Boarding the flight at midnight felt surreal and strange. I guess there was something comforting about the BMW, like the only friend you have each day. I'd paid extra for the emergency exit row which turned out to be a smart move. The Mexican flight attendants spoke Spanish that I could almost understand and I wanted to kiss them like lost family. The 10 hour flight to Mexico City was consumed by watching a couple of movies and thinking about stuff, and though I'd been dreading it the flight wasn't too bad. I managed to stay awake the whole night and saw Mexico City glittering below like millions of diamonds and gold in the dark. It felt good to know I was about to land in Mexico, which seemed like an old friend now.
In the Mexico City airport at 6:30 am, the sleepiness hit as I went through the X-ray inspection and tried to explain the incredible mishmash of things in my GS bag when I was pulled aside by an inspector. He finally understood when I mentioned "estoy viajando en la moto a Ushuaia" and then wanted to know how expensive the motorcycle was and told his friends. Yep, definitely back in Mexico!
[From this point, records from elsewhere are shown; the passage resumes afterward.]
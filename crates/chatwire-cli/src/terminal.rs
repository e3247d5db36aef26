//! Terminal driver for the CLI.
//!
//! Implements the [`Driver`] trait for a plain terminal: user input is read
//! line by line from stdin, the transcript is appended to stdout, and the
//! network is a WebSocket from [`chatwire_client::transport`].

use std::{
    future,
    io::{self, Write},
    time::{Duration, Instant},
};

use chatwire_app::{App, ConnectionStatus, Driver, DriverEvent};
use chatwire_client::transport::{
    self, ConnectedClient, TransportConfig, TransportError, TransportEvent,
};
use thiserror::Error;
use tokio::{
    io::{AsyncBufReadExt, BufReader, Lines, Stdin},
    time::{Interval, MissedTickBehavior},
};
use tracing::debug;

use crate::render;

/// Interval between timeout checks.
pub const TICK_INTERVAL: Duration = Duration::from_millis(100);

/// Terminal driver errors.
#[derive(Debug, Error)]
pub enum TerminalError {
    /// I/O error from stdin or stdout.
    #[error("I/O error: {0}")]
    Io(#[from] io::Error),

    /// Transport error.
    #[error("transport error: {0}")]
    Transport(#[from] TransportError),
}

/// Terminal driver implementing the [`Driver`] trait.
pub struct TerminalDriver {
    input: Lines<BufReader<Stdin>>,
    connection: Option<ConnectedClient>,
    ticker: Interval,
    transport: TransportConfig,
    printed: usize,
    last_status: Option<ConnectionStatus>,
}

impl TerminalDriver {
    /// Create a driver reading from this process's stdin.
    ///
    /// Must be called from within a tokio runtime.
    pub fn new(transport: TransportConfig) -> Self {
        let mut ticker = tokio::time::interval(TICK_INTERVAL);
        ticker.set_missed_tick_behavior(MissedTickBehavior::Delay);
        Self {
            input: BufReader::new(tokio::io::stdin()).lines(),
            connection: None,
            ticker,
            transport,
            printed: 0,
            last_status: None,
        }
    }
}

/// Next transport event, or never if there is no connection.
async fn recv_transport(connection: Option<&mut ConnectedClient>) -> Option<TransportEvent> {
    match connection {
        Some(connection) => connection.recv().await,
        None => future::pending().await,
    }
}

impl Driver for TerminalDriver {
    type Error = TerminalError;
    type Instant = Instant;

    async fn next_event(&mut self) -> Result<DriverEvent, Self::Error> {
        tokio::select! {
            biased;

            event = recv_transport(self.connection.as_mut()) => Ok(match event {
                Some(TransportEvent::Frame(text)) => DriverEvent::Frame(text),
                Some(TransportEvent::Closed { reason }) => DriverEvent::TransportClosed { reason },
                Some(TransportEvent::Failed { cause }) => DriverEvent::TransportFailed { cause },
                None => DriverEvent::TransportFailed { cause: "transport task ended".into() },
            }),

            line = self.input.next_line() => Ok(match line? {
                Some(line) => DriverEvent::Input(line),
                None => DriverEvent::InputClosed,
            }),

            _ = self.ticker.tick() => Ok(DriverEvent::Tick),
        }
    }

    async fn connect(&mut self, endpoint: &str) -> Result<(), Self::Error> {
        self.close();
        let client = transport::connect_with_config(endpoint, self.transport.clone()).await?;
        debug!(endpoint, "terminal connected");
        self.connection = Some(client);
        Ok(())
    }

    async fn send_frame(&mut self, frame: String) -> Result<(), Self::Error> {
        let connection = self.connection.as_ref().ok_or(TransportError::NotOpen)?;
        connection.send(frame).await?;
        Ok(())
    }

    fn close(&mut self) {
        if let Some(mut connection) = self.connection.take() {
            connection.close();
        }
    }

    fn now(&self) -> Self::Instant {
        Instant::now()
    }

    fn render(&mut self, app: &App) -> Result<(), Self::Error> {
        let mut out = io::stdout().lock();
        if self.last_status.as_ref() != Some(app.connection_status()) {
            let status = app.connection_status().clone();
            writeln!(out, "-- {} --", render::format_status(&status))?;
            self.last_status = Some(status);
        }
        self.printed = render::write_new_lines(&mut out, app.transcript(), self.printed)?;
        out.flush()?;
        Ok(())
    }
}

impl Drop for TerminalDriver {
    fn drop(&mut self) {
        self.close();
    }
}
I was in a fog, but the layover time wasn't too long and I got checked in and my ticket to Bush International in Houston. I'd mentally written off my checked duffle bag ever making it to the US, since it had to get from Argentina and Mexico to Houston. I clung to my remaining GS bag like my guns and religion as I waited in the very last line of my trek. The gracious ticket clerk put me on an exit row and when she began using the loudspeaker, the large crowd bum-rushed the entrance. It turned out several different flights were simultaneously leaving at the same time from the same gate. Definitely back in Mexico!
The salmon-like crowd flowed down 3 flights of stairs and split several directions. Of course there was no signage anywhere. Definitely back in Mexico. I followed a couple of people from my line and went into a hallway which led to yet another inspection and X-ray process, which I found weird, but went through the routine again and fifteen minutes later stepped into the main airport lobby. What the hell??
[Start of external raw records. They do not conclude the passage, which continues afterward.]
//! Client events and actions.

use chatwire_core::{ConnectionState, Credentials, DeliveryStatus, EntryId, HandshakeFailure};
use chatwire_proto::{Destination, UserId};

/// Events the caller feeds into the client.
///
/// The caller is responsible for:
/// - Reporting transport lifecycle and inbound frames
/// - Driving time forward via ticks
/// - Forwarding user intents (log in, open a conversation, send a message)
///
/// Generic over `I` (Instant type) to support both production
/// (`std::time::Instant`) and simulation (virtual) environments.
#[derive(Debug, Clone)]
pub enum ClientEvent<I = std::time::Instant> {
    /// Transport connected.
    TransportOpened,

    /// Text frame received from server.
    FrameReceived(String),

    /// Transport closed by the server.
    TransportClosed {
        /// Close reason reported by the transport.
        reason: String,
    },

    /// Transport failed abruptly.
    TransportFailed {
        /// Failure cause reported by the transport.
        cause: String,
    },

    /// Time tick for timeout processing.
    ///
    /// The caller should send ticks periodically so the handshake can
    /// detect an unresponsive server.
    Tick {
        /// Current time from the environment.
        now: I,
    },

    /// User submitted login or signup credentials.
    SubmitCredentials(Credentials),

    /// User opened a conversation.
    ///
    /// Accepted before authentication completes; the subscription is applied
    /// as soon as the session opens.
    OpenConversation(Destination),

    /// User typed a message into the open conversation.
    SendMessage {
        /// Message text.
        text: String,
    },

    /// Transport accepted the frame carrying `entry`.
    SendCompleted {
        /// Entry whose frame was written.
        entry: EntryId,
    },

    /// Transport refused the frame carrying `entry`.
    SendFailed {
        /// Entry whose frame could not be written.
        entry: EntryId,
        /// Failure reported by the transport.
        reason: String,
    },

    /// User left the conversation view.
    Close,
}

/// Actions the client produces for the caller to execute.
#[derive(Debug, Clone, PartialEq, Eq)]
pub enum ClientAction {
    /// Write a text frame to the transport.
    Send {
        /// Encoded envelope.
        frame: String,
        /// Log entry carried by the frame, for delivery reporting.
        entry: Option<EntryId>,
    },

    /// Close the transport. Emitted at most once per session.
    CloseTransport,

    /// Server accepted the login.
    Authenticated {
        /// Authenticated user.
        user: UserId,
    },

    /// Server accepted a signup. The user should now log in.
    SignedUp {
        /// Server confirmation.
        message: String,
    },

    /// Credential exchange ended without authenticating.
    HandshakeFailed(HandshakeFailure),

    /// Conversation bound to a destination.
    ConversationOpened {
        /// Active destination.
        destination: Destination,
    },

    /// New entry in the conversation log.
    EntryAppended {
        /// Entry that was appended.
        entry: EntryId,
    },

    /// Delivery status of an entry changed.
    DeliveryUpdated {
        /// Entry whose status changed.
        entry: EntryId,
        /// New status.
        status: DeliveryStatus,
    },

    /// Session reached a terminal state.
    SessionEnded {
        /// `Closed` or `Failed`.
        state: ConnectionState,
        /// Close reason or failure cause.
        reason: String,
    },

    /// Log message for debugging.
    Log {
        /// Log message.
        message: String,
    },
}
I ran all the way back to the ticket counter again and waved my ticket frantically. They decided to tell me how to find the gate after going back down the stairs again, telling me to run, which for chunky boy meant certain death. Damn! Definitely back in Mexico! After finding the gate hidden behind a sheetrock dust covered sheet of hanging plastic (definitely back in Mexico) I found a series of empty bus lanes with one just about to pull out. Breathless and waving my arms I shouted "Houston??" He stopped and I got on board. God I was frazzled and I couldn't believe I'd almost missed my last 2 hour flight to Texas.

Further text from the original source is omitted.